Hoje eu sentei na varanda. Olhei para o céu.

Nuvens pesadas, pássaros indo e vindo, aquele clima típico de pré-chuva de Manaus onde nem tudo que parece que vai acontecer… acontece.

E, observando os pássaros, pensei na cozinha onde entre um turno e outro, entre uma decisão e outra, aprendemos que restaurante não é lugar de voo leve, é chão firme cheio de pedras no caminho.
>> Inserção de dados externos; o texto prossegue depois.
// Documentation generation: turn the impact assessment into doc updates and
// write them through the sink.

use std::sync::Arc;

use serde::{Deserialize, Serialize};
use serde_json::Value;
use tracing::{info, warn};

use crate::docs::DocumentationSink;
use crate::error::StageError;
use crate::normalize::NormalizedResult;
use crate::prompt::{json_block, respond_with_json};
use crate::types::{DocumentationUpdate, ImpactAssessment, UpdateMode};

use super::fields::{root_object, text};
use super::{Provenance, Stage, StageId, StageReport, raw_text};

const SCHEMA: &str = r#"{
  "summary": "what was documented and why",
  "updates": [
    {
      "file_path": "relative/path.md",
      "update_type": "create | update",
      "content": "full markdown content",
      "reason": "why this file changed"
    }
  ]
}"#;

const DEFAULT_REASON: &str = "Generated from impact assessment";

/// Outcome of one documentation stage.
#[derive(Debug, Clone, Default, PartialEq, Eq, Serialize, Deserialize)]
pub struct DocumentationReport {
    /// The agent's summary, or its raw text when it did not answer in JSON.
    pub summary: String,
    pub updates: Vec<DocumentationUpdate>,
    /// Paths (relative to the docs root) actually written.
    #[serde(default)]
    pub written: Vec<String>,
    #[serde(default)]
    pub index_regenerated: bool,
}

#[derive(Debug, Clone)]
pub struct DocumentationStage {
    sink: Arc<dyn DocumentationSink>,
}

impl DocumentationStage {
    pub fn new(sink: Arc<dyn DocumentationSink>) -> Self {
        Self { sink }
    }
}

fn map_update(
    index: usize,
    value: &Value,
    warnings: &mut Vec<String>,
) -> Option<DocumentationUpdate> {
    let Some(obj) = value.as_object() else {
        warnings.push(format!("updates[{index}]: not an object; skipped"));
        return None;
    };
    let Some(file_path) = text(obj, "file_path") else {
        warnings.push(format!("updates[{index}]: missing file_path; skipped"));
        return None;
    };
    let Some(content) = obj.get("content").and_then(Value::as_str) else {
        warnings.push(format!("updates[{index}]: missing content; skipped"));
        return None;
    };

    let update_type = match text(obj, "update_type").as_deref().map(str::to_ascii_lowercase) {
        Some(t) if t == "create" => UpdateMode::Create,
        Some(t) if t == "update" => UpdateMode::Update,
        other => {
            warnings.push(format!(
                "updates[{index}].update_type: {}; defaulted to update",
                other.map_or_else(|| "missing".to_string(), |t| format!("unrecognized value {t:?}"))
            ));
            UpdateMode::Update
        }
    };
    let reason = text(obj, "reason").unwrap_or_else(|| DEFAULT_REASON.to_string());

    Some(DocumentationUpdate {
        file_path,
        update_type,
        content: content.to_string(),
        reason,
    })
}

#[async_trait::async_trait]
impl Stage for DocumentationStage {
    type Input = ImpactAssessment;
    type Output = DocumentationReport;

    fn id(&self) -> StageId {
        StageId::DocumentationGeneration
    }

    fn short_circuit(&self, assessment: &ImpactAssessment) -> Option<DocumentationReport> {
        assessment.is_empty().then(DocumentationReport::default)
    }

    fn render_prompt(&self, assessment: &ImpactAssessment) -> String {
        format!(
            "## Task: documentation_generation\n\n\
             Based on the following impact assessment, decide which documentation files \
             to create or update. Cover, where relevant:\n\
             1. Architecture changes\n\
             2. Breaking changes and a migration guide\n\
             3. New features and API documentation\n\
             4. Deployment and configuration updates\n\n\
             Paths are relative to the documentation root. Keep any block between \
             `<!-- cartograph:preserve -->` markers intact.\n\n\
             Impact assessment:\n{}\n\n{}",
            json_block(assessment),
            respond_with_json(SCHEMA)
        )
    }

    fn map_structured(
        &self,
        value: Value,
        _assessment: &ImpactAssessment,
        warnings: &mut Vec<String>,
    ) -> DocumentationReport {
        let obj = root_object(value, warnings);
        let summary = text(&obj, "summary").unwrap_or_else(|| {
            warnings.push("summary: missing; defaulted to empty".into());
            String::new()
        });
        let updates = match obj.get("updates") {
            Some(Value::Array(items)) => items
                .iter()
                .enumerate()
                .filter_map(|(i, v)| map_update(i, v, warnings))
                .collect(),
            None | Some(Value::Null) => {
                warnings.push("updates: missing; defaulted to []".into());
                Vec::new()
            }
            Some(_) => {
                warnings.push("updates: expected a list; defaulted to []".into());
                Vec::new()
            }
        };
        DocumentationReport {
            summary,
            updates,
            ..DocumentationReport::default()
        }
    }

    fn degraded(&self, _assessment: &ImpactAssessment, result: &NormalizedResult) -> DocumentationReport {
        DocumentationReport {
            summary: raw_text(result),
            ..DocumentationReport::default()
        }
    }

    async fn commit(
        &self,
        mut output: DocumentationReport,
        provenance: Provenance,
        report: &mut StageReport,
    ) -> Result<DocumentationReport, StageError> {
        if provenance == Provenance::ShortCircuit {
            return Ok(output);
        }

        for update in &output.updates {
            match self
                .sink
                .write(&update.file_path, &update.content, update.update_type)
                .await
            {
                Ok(_) => output.written.push(update.file_path.clone()),
                Err(e) => {
                    warn!(path = %update.file_path, error = %e, "Skipping documentation update");
                    report
                        .warnings
                        .push(format!("{}: not written: {e}", update.file_path));
                }
            }
        }

        match self.sink.regenerate_index().await {
            Ok(_) => output.index_regenerated = true,
            Err(e) => {
                warn!(error = %e, "Index regeneration failed");
                report.warnings.push(format!("index not regenerated: {e}"));
            }
        }

        info!(
            written = output.written.len(),
            proposed = output.updates.len(),
            "Documentation updated"
        );
        report.set_detail("documents_written", output.written.len());
        Ok(output)
    }
}

#[cfg(test)]
mod tests {
    use super::*;
    use crate::docs::FsDocumentationSink;
    use crate::types::RiskLevel;
    use serde_json::json;

    fn stage(dir: &std::path::Path) -> DocumentationStage {
        DocumentationStage::new(Arc::new(FsDocumentationSink::new(dir)))
    }

    fn assessment() -> ImpactAssessment {
        ImpactAssessment {
            breaking_changes: vec!["config key renamed".into()],
            risk_level: RiskLevel::Medium,
            ..ImpactAssessment::default()
        }
    }

    #[test]
    fn empty_assessment_short_circuits() {
        let dir = tempfile::tempdir().unwrap();
        let s = stage(dir.path());
        assert!(s.short_circuit(&ImpactAssessment::default()).is_some());
        assert!(s.short_circuit(&assessment()).is_none());
    }

    #[test]
    fn updates_are_mapped_with_defaults() {
        let dir = tempfile::tempdir().unwrap();
        let mut warnings = Vec::new();
        let out = stage(dir.path()).map_structured(
            json!({
                "summary": "Documented the rename",
                "updates": [
                    {"file_path": "migration.md", "content": "# Migration", "update_type": "create"},
                    {"file_path": "api.md", "content": "# API"},
                    {"content": "orphan"},
                    "junk"
                ]
            }),
            &assessment(),
            &mut warnings,
        );
        assert_eq!(out.summary, "Documented the rename");
        assert_eq!(out.updates.len(), 2);
        assert_eq!(out.updates[0].update_type, UpdateMode::Create);
        assert_eq!(out.updates[1].update_type, UpdateMode::Update);
        assert_eq!(out.updates[1].reason, DEFAULT_REASON);
        assert_eq!(warnings.len(), 3, "{warnings:?}");
    }

    #[tokio::test]
    async fn commit_writes_docs_and_index() {
        let dir = tempfile::tempdir().unwrap();
        let s = stage(dir.path());
        let output = DocumentationReport {
            summary: String::new(),
            updates: vec![
                DocumentationUpdate {
                    file_path: "guide/setup.md".into(),
                    update_type: UpdateMode::Create,
                    content: "# Setup\n".into(),
                    reason: DEFAULT_REASON.into(),
                },
                DocumentationUpdate {
                    file_path: "../outside.md".into(),
                    update_type: UpdateMode::Update,
                    content: "nope".into(),
                    reason: DEFAULT_REASON.into(),
                },
            ],
            ..DocumentationReport::default()
        };
        let mut report = StageReport::new(StageId::DocumentationGeneration);
        let out = s.commit(output, Provenance::Structured, &mut report).await.unwrap();

        assert_eq!(out.written, vec!["guide/setup.md"]);
        assert!(out.index_regenerated);
        assert_eq!(report.warnings.len(), 1);
        let index = std::fs::read_to_string(dir.path().join("index.md")).unwrap();
        assert!(index.contains("- [setup](guide/setup.md)"));
    }

    #[test]
    fn degraded_keeps_raw_text_as_summary() {
        let dir = tempfile::tempdir().unwrap();
        let out = stage(dir.path()).degraded(
            &assessment(),
            &NormalizedResult::Unstructured("Updated the README.".into()),
        );
        assert_eq!(out.summary, "Updated the README.");
        assert!(out.updates.is_empty());
    }
}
É calor, ruído, tempo curto e decisão longa.

Quem trabalha com restaurante aprende cedo que liberdade demais vira caos e controle demais vira medo.

A boa gestão vive nesse equilíbrio invisível, sustentado todos os dias pela presença do líder.
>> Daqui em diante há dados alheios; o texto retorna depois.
pub mod audit;
pub mod fs;

use std::collections::BTreeMap;

use chrono::{DateTime, Utc};
use serde::{Deserialize, Serialize};

use cartograph_graph::{GraphDelta, GraphEdge, KnowledgeGraph, KnowledgeGraphNode};

pub use audit::AuditArchive;
pub use fs::FsGraphStore;

/// One immutable, versioned capture of the knowledge graph.
#[derive(Debug, Clone, PartialEq, Serialize, Deserialize)]
pub struct GraphSnapshot {
    /// Assigned by the store at save time; 0 until then.
    #[serde(default)]
    pub version: u64,
    pub timestamp: DateTime<Utc>,
    #[serde(default)]
    pub nodes: Vec<KnowledgeGraphNode>,
    #[serde(default)]
    pub edges: Vec<GraphEdge>,
    #[serde(default)]
    pub metadata: BTreeMap<String, serde_json::Value>,
}

impl GraphSnapshot {
    pub fn from_graph(graph: KnowledgeGraph) -> Self {
        Self {
            version: 0,
            timestamp: Utc::now(),
            nodes: graph.nodes,
            edges: graph.edges,
            metadata: BTreeMap::new(),
        }
    }

    #[must_use]
    pub fn with_metadata(mut self, key: impl Into<String>, value: serde_json::Value) -> Self {
        self.metadata.insert(key.into(), value);
        self
    }

    /// Copy of the nodes and edges as a [`KnowledgeGraph`].
    pub fn graph(&self) -> KnowledgeGraph {
        KnowledgeGraph {
            nodes: self.nodes.clone(),
            edges: self.edges.clone(),
        }
    }

    /// Equality ignoring the store-assigned version and timestamp.
    pub fn same_content(&self, other: &Self) -> bool {
        self.nodes == other.nodes && self.edges == other.edges && self.metadata == other.metadata
    }
}

/// Versioned persistence for knowledge graph snapshots.
///
/// Implementations are the only writer of their backing location. Versions
/// are strictly increasing and never reused.
#[async_trait::async_trait]
pub trait GraphStore: Send + Sync + std::fmt::Debug {
    /// Persist a snapshot as the next version and make it current.
    async fn save(&self, snapshot: &GraphSnapshot) -> crate::error::Result<u64>;

    /// The current snapshot, if any version has been saved.
    async fn load(&self) -> crate::error::Result<Option<GraphSnapshot>>;

    /// One archived version.
    async fn load_version(&self, version: u64) -> crate::error::Result<GraphSnapshot>;

    /// All archived versions, ascending.
    async fn versions(&self) -> crate::error::Result<Vec<u64>>;

    /// Node-level delta from version `a` to version `b`.
    async fn diff(&self, a: u64, b: u64) -> crate::error::Result<GraphDelta> {
        let from = self.load_version(a).await?;
        let to = self.load_version(b).await?;
        let mut delta = cartograph_graph::diff_nodes(&from.nodes, &to.nodes);
        delta.from_version = a;
        delta.to_version = b;
        Ok(delta)
    }
}
// Audit reports, one file per ISO week: `audit_<YYYY>-W<ww>.json`.
// Re-running an audit within the same week replaces that week's record set.

use std::path::{Path, PathBuf};

use tracing::info;

use crate::error::StoreError;
use crate::types::{AuditReport, AuditWindow};

use super::fs::write_atomic;

#[derive(Debug, Clone)]
pub struct AuditArchive {
    root: PathBuf,
}

impl AuditArchive {
    pub fn new(root: impl Into<PathBuf>) -> Self {
        Self { root: root.into() }
    }

    pub fn path_for(&self, window: AuditWindow) -> PathBuf {
        self.root.join(format!("audit_{}.json", window.key()))
    }

    pub fn save(&self, report: &AuditReport) -> crate::error::Result<PathBuf> {
        std::fs::create_dir_all(&self.root).map_err(StoreError::Io)?;
        let path = self.path_for(report.window);
        let bytes = serde_json::to_vec_pretty(report).map_err(StoreError::Serialization)?;
        write_atomic(&path, &bytes)?;
        info!(
            window = %report.window,
            issues = report.issues.len(),
            path = %path.display(),
            "Archived audit report"
        );
        Ok(path)
    }

    pub fn load(&self, window: AuditWindow) -> crate::error::Result<Option<AuditReport>> {
        let path = self.path_for(window);
        if !path.is_file() {
            return Ok(None);
        }
        let bytes = std::fs::read(&path).map_err(StoreError::Io)?;
        let report = serde_json::from_slice(&bytes).map_err(|e| StoreError::Corrupt {
            path: path.display().to_string(),
            message: e.to_string(),
        })?;
        Ok(Some(report))
    }

    /// Archived windows, ascending.
    pub fn windows(&self) -> crate::error::Result<Vec<AuditWindow>> {
        let mut windows: Vec<AuditWindow> = match std::fs::read_dir(&self.root) {
            Ok(entries) => entries
                .filter_map(Result::ok)
                .filter_map(|e| window_from_file_name(&e.path()))
                .collect(),
            Err(e) if e.kind() == std::io::ErrorKind::NotFound => Vec::new(),
            Err(e) => return Err(StoreError::Io(e).into()),
        };
        windows.sort();
        Ok(windows)
    }
}

fn window_from_file_name(path: &Path) -> Option<AuditWindow> {
    let name = path.file_name()?.to_str()?;
    AuditWindow::parse(name.strip_prefix("audit_")?.strip_suffix(".json")?)
}
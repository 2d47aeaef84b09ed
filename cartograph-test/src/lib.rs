// Integration test utilities and git fixtures for Cartograph.

use std::path::Path;
use std::process::Command;
use std::sync::Arc;

use anyhow::Context;
use cartograph_core::agent::ScriptedAgent;
use cartograph_core::config::{CartographConfig, Strictness};
use cartograph_core::pipeline::AnalysisPipeline;

/// A test fixture with a temporary git repository on branch `main`.
#[derive(Debug)]
pub struct TestRepo {
    pub dir: tempfile::TempDir,
}

impl TestRepo {
    pub fn path(&self) -> &Path {
        self.dir.path()
    }

    /// Two commits: the first touches `a.py` and `b.py`, the second `b.py`
    /// and `c.py`. Commit dates are left at "now" so both fall inside the
    /// default lookback window.
    pub fn two_commits() -> Self {
        let repo = Self::empty();
        let root = repo.path();

        write(root, "a.py", "def alpha():\n    return 1\n");
        write(root, "b.py", "from a import alpha\n\ndef beta():\n    return alpha() + 1\n");
        git(root, &["add", "."]);
        git(root, &["commit", "-q", "-m", "Add alpha and beta"]);

        write(
            root,
            "b.py",
            "from a import alpha\n\ndef beta():\n    # doubled\n    return alpha() * 2\n",
        );
        write(root, "c.py", "from b import beta\n\nprint(beta())\n");
        git(root, &["add", "."]);
        git(root, &["commit", "-q", "-m", "Double beta and add entry point"]);

        repo
    }

    /// A repository with one commit that only touches `README.md`.
    pub fn docs_only() -> Self {
        let repo = Self::empty();
        write(repo.path(), "README.md", "# Fixture\n");
        git(repo.path(), &["add", "."]);
        git(repo.path(), &["commit", "-q", "-m", "Add readme"]);
        repo
    }

    fn empty() -> Self {
        let dir = tempfile::tempdir().expect("create tempdir");
        let root = dir.path();
        git(root, &["init", "-q"]);
        git(root, &["symbolic-ref", "HEAD", "refs/heads/main"]);
        git(root, &["config", "user.email", "test@cartograph.dev"]);
        git(root, &["config", "user.name", "Test"]);
        Self { dir }
    }
}

fn git(dir: &Path, args: &[&str]) {
    let output = Command::new("git")
        .args(args)
        .current_dir(dir)
        .output()
        .unwrap_or_else(|e| panic!("git {}: {e}", args.join(" ")));
    if !output.status.success() {
        let stderr = String::from_utf8_lossy(&output.stderr);
        panic!("git {} failed: {stderr}", args.join(" "));
    }
}

fn write(root: &Path, rel: &str, content: &str) {
    std::fs::write(root.join(rel), content).unwrap();
}

/// A pipeline over the fixture's real git history, answering through `agent`.
pub fn pipeline(
    repo: &TestRepo,
    agent: Arc<ScriptedAgent>,
    strictness: Strictness,
) -> anyhow::Result<AnalysisPipeline> {
    let mut config = CartographConfig::default();
    config.pipeline.strictness = strictness;
    let pipeline = AnalysisPipeline::from_config(repo.path(), config)
        .context("build pipeline from default config")?;
    Ok(pipeline.with_gateway(agent))
}

/// Agent answers, each framed as a final `result` record, that let every
/// stage produce structured output.
pub fn cooperative_agent() -> ScriptedAgent {
    ScriptedAgent::default()
        .answer(
            "## Task: change_detection",
            r#"{"summary": "small refactor", "risk": "low"}"#,
        )
        .answer(
            "## Task: impact_assessment",
            r#"{"architectural_changes": ["entry point added"], "risk_level": "medium"}"#,
        )
        .answer(
            "## Task: documentation_generation",
            r##"{"summary": "Documented the entry point", "updates": [
                {"file_path": "architecture.md", "update_type": "create",
                 "content": "# Architecture\n\nc.py drives b.py.\n", "reason": "new entry point"}
            ]}"##,
        )
        .answer(
            "## Task: knowledge_graph_build",
            r#"{"nodes": [
                {"id": "a.py", "type": "module", "name": "a"},
                {"id": "b.py", "type": "module", "name": "b", "dependencies": ["a.py"]},
                {"id": "c.py", "type": "module", "name": "c", "dependencies": ["b.py"]}
            ]}"#,
        )
        .answer(
            "## Task: quality_audit",
            r#"{"issues": [
                {"severity": "medium", "category": "consistency", "file_path": "c.py",
                 "description": "module-level side effect"}
            ], "narrative": "One finding."}"#,
        )
}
Equipes não crescem no improviso eterno. Crescem na presença, na constância e no exemplo diário.

Cozinha é estrada contínua. Todo dia começa do zero, mesmo carregando o peso de ontem.
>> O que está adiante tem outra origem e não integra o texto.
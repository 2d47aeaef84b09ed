//! Progress reporting for pipeline runs.
//!
//! The CLI uses `IndicatifReporter` to show one line per finished stage.
//! Library callers can use `NoopReporter` or provide their own implementation.

use std::sync::Mutex;

use indicatif::{ProgressBar, ProgressStyle};

use crate::stage::{StageId, StageReport};

/// Receives stage lifecycle events. Stages on independent branches run
/// concurrently, so events for different stages may interleave.
pub trait ProgressReporter: Send + Sync {
    fn run_started(&self, job: &str, stages: u64);

    fn stage_started(&self, stage: StageId);

    fn stage_finished(&self, report: &StageReport);

    fn run_finished(&self);
}

/// No-op reporter for library callers that don't need progress output.
#[derive(Debug, Default)]
pub struct NoopReporter;

impl ProgressReporter for NoopReporter {
    fn run_started(&self, _job: &str, _stages: u64) {}
    fn stage_started(&self, _stage: StageId) {}
    fn stage_finished(&self, _report: &StageReport) {}
    fn run_finished(&self) {}
}

/// Reporter backed by an `indicatif` bar for CLI use.
#[derive(Debug)]
pub struct IndicatifReporter {
    bar: ProgressBar,
    running: Mutex<Vec<StageId>>,
}

impl Default for IndicatifReporter {
    fn default() -> Self {
        Self::new()
    }
}

impl IndicatifReporter {
    pub fn new() -> Self {
        Self {
            bar: ProgressBar::new(0),
            running: Mutex::new(Vec::new()),
        }
    }

    /// A reporter that draws nothing, for `--quiet`.
    pub fn hidden() -> Self {
        Self {
            bar: ProgressBar::hidden(),
            running: Mutex::new(Vec::new()),
        }
    }

    fn refresh_message(&self, running: &[StageId]) {
        let names: Vec<&str> = running.iter().map(|s| s.as_str()).collect();
        self.bar.set_message(names.join(", "));
    }
}

impl ProgressReporter for IndicatifReporter {
    fn run_started(&self, job: &str, stages: u64) {
        self.bar.set_length(stages);
        if let Ok(style) =
            ProgressStyle::with_template("{spinner:.green} [{pos}/{len}] {prefix} {msg}")
        {
            self.bar.set_style(style);
        }
        self.bar.set_prefix(job.to_string());
        self.bar.reset();
    }

    fn stage_started(&self, stage: StageId) {
        if let Ok(mut running) = self.running.lock() {
            running.push(stage);
            self.refresh_message(&running);
        }
    }

    fn stage_finished(&self, report: &StageReport) {
        if let Ok(mut running) = self.running.lock() {
            running.retain(|s| *s != report.stage);
            self.refresh_message(&running);
        }
        let mark = if report.status.is_success() { "ok" } else { "--" };
        self.bar.println(format!(
            "  {mark} {:<26} {} ({} ms)",
            report.stage.as_str(),
            report.status,
            report.duration_ms
        ));
        self.bar.inc(1);
    }

    fn run_finished(&self) {
        self.bar.finish_and_clear();
    }
}
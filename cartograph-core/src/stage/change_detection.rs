// Change detection: read the lookback window from repository history and,
// optionally, attach a per-commit analysis from the agent.

use std::sync::Arc;
use std::time::Instant;

use chrono::{Duration, Utc};
use serde_json::{Value, json};
use tracing::{Instrument, info, warn};

use crate::error::StageError;
use crate::history::RepositoryHistory;
use crate::normalize::NormalizedResult;
use crate::prompt::{join_or_none, respond_with_json};
use crate::types::ChangeRecord;

use super::{StageContext, StageId, StageReport, StageRun, StageStatus};

const SCHEMA: &str = r#"{
  "change_type": "feature | bugfix | refactor | docs | test | chore",
  "key_modifications": ["..."],
  "potential_impacts": ["..."],
  "quality_observations": ["..."]
}"#;

#[derive(Debug, Clone)]
pub struct ChangeDetectionStage {
    history: Arc<dyn RepositoryHistory>,
    branch: String,
    lookback_days: u32,
    analyze_commits: bool,
}

impl ChangeDetectionStage {
    pub fn new(history: Arc<dyn RepositoryHistory>, branch: impl Into<String>) -> Self {
        Self {
            history,
            branch: branch.into(),
            lookback_days: 7,
            analyze_commits: true,
        }
    }

    #[must_use]
    pub fn with_lookback_days(mut self, days: u32) -> Self {
        self.lookback_days = days;
        self
    }

    #[must_use]
    pub fn with_commit_analysis(mut self, enabled: bool) -> Self {
        self.analyze_commits = enabled;
        self
    }

    pub fn render_prompt(change: &ChangeRecord) -> String {
        format!(
            "## Task: change_detection\n\n\
             Analyze this git commit.\n\n\
             Commit: {id}\n\
             Author: {author}\n\
             Message: {message}\n\
             Files changed: {files}\n\
             Lines: +{add} -{del}\n\n\
             Diff preview:\n{diff}\n\n{schema}",
            id = change.id,
            author = change.author,
            message = change.message,
            files = join_or_none(&change.files),
            add = change.additions,
            del = change.deletions,
            diff = change.diff_summary.as_deref().unwrap_or("(unavailable)"),
            schema = respond_with_json(SCHEMA),
        )
    }

    /// Analysis value for one commit, or `None` when nothing usable came back.
    /// The flag is true when the answer had to be degraded.
    fn analysis_of(result: NormalizedResult) -> (Option<Value>, bool) {
        match result {
            NormalizedResult::Structured(value) => (Some(value), false),
            NormalizedResult::Unstructured(text) => (Some(json!({ "summary": text })), true),
            NormalizedResult::Rejected(reason) => (Some(json!({ "error": reason })), true),
            NormalizedResult::Empty => (None, true),
        }
    }

    pub async fn run(&self, ctx: &StageContext<'_>) -> StageRun<Vec<ChangeRecord>> {
        let start = Instant::now();
        let mut report = StageReport::new(StageId::ChangeDetection);
        let result = self
            .detect(ctx, &mut report)
            .instrument(tracing::info_span!("stage", stage = %StageId::ChangeDetection))
            .await;

        let (output, status) = match result {
            Ok((changes, status)) => (Some(changes), Ok(status)),
            Err(e) => (None, Err(e)),
        };
        report.finish(start, &status);
        info!(
            stage = %StageId::ChangeDetection,
            status = %report.status,
            changes = output.as_ref().map_or(0, Vec::len),
            duration_ms = report.duration_ms,
            "Stage finished"
        );
        StageRun { output, report }
    }

    async fn detect(
        &self,
        ctx: &StageContext<'_>,
        report: &mut StageReport,
    ) -> Result<(Vec<ChangeRecord>, StageStatus), StageError> {
        let since = Utc::now() - Duration::days(i64::from(self.lookback_days));
        let mut changes = self
            .history
            .list_changes(since, &self.branch)
            .await
            .map_err(|e| StageError::Input(e.to_string()))?;

        report.set_detail("branch", self.branch.clone());
        report.set_detail("since", since.to_rfc3339());
        report.set_detail("changes", changes.len());
        info!(branch = %self.branch, changes = changes.len(), "Detected changes");

        if !self.analyze_commits || changes.is_empty() {
            return Ok((changes, StageStatus::SucceededStructured));
        }

        let mut degraded = 0usize;
        for change in &mut changes {
            let prompt = Self::render_prompt(change);
            let normalized = ctx.ask(&prompt, report).await?;
            let (analysis, was_degraded) = Self::analysis_of(normalized);
            if was_degraded {
                degraded += 1;
                warn!(commit = change.short_id(), "Commit analysis degraded");
                report.warnings.push(format!(
                    "{}: commit analysis was not structured",
                    change.short_id()
                ));
            }
            change.analysis = analysis;
        }

        let status = if degraded > 0 {
            StageStatus::SucceededDegraded
        } else {
            StageStatus::SucceededStructured
        };
        Ok((changes, status))
    }
}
Equipe muda, pressão muda, cliente muda — e ainda assim o prato precisa sair igual, ou melhor.

Com o tempo, o corpo cansa mas o olhar amadurece — a gente aprende que gerir não é gritar mais alto, é observar melhor, corrigir no momento certo, proteger a equipe do que ela ainda não consegue ver.

Depois de tantos serviços, entendemos que restaurante não é só comida — é gente formando gente, caráter sendo testado no horário de pico, liderança sendo provada quando algo dá errado — porque algo sempre dá.

Talvez uma vida não seja suficiente para ensinar tudo o que a cozinha ensina — mas cada profissional que cresce, aprende e segue firme leva um pouco desse legado para outros fogões, outros salões, outras histórias.

Enquanto eu estiver nessa estrada, sigo trabalhando.

Porque no fim, o verdadeiro sucesso de um restaurante não está apenas no prato perfeito — mas na equipe que consegue repeti-lo mesmo quando o líder não está mais ali.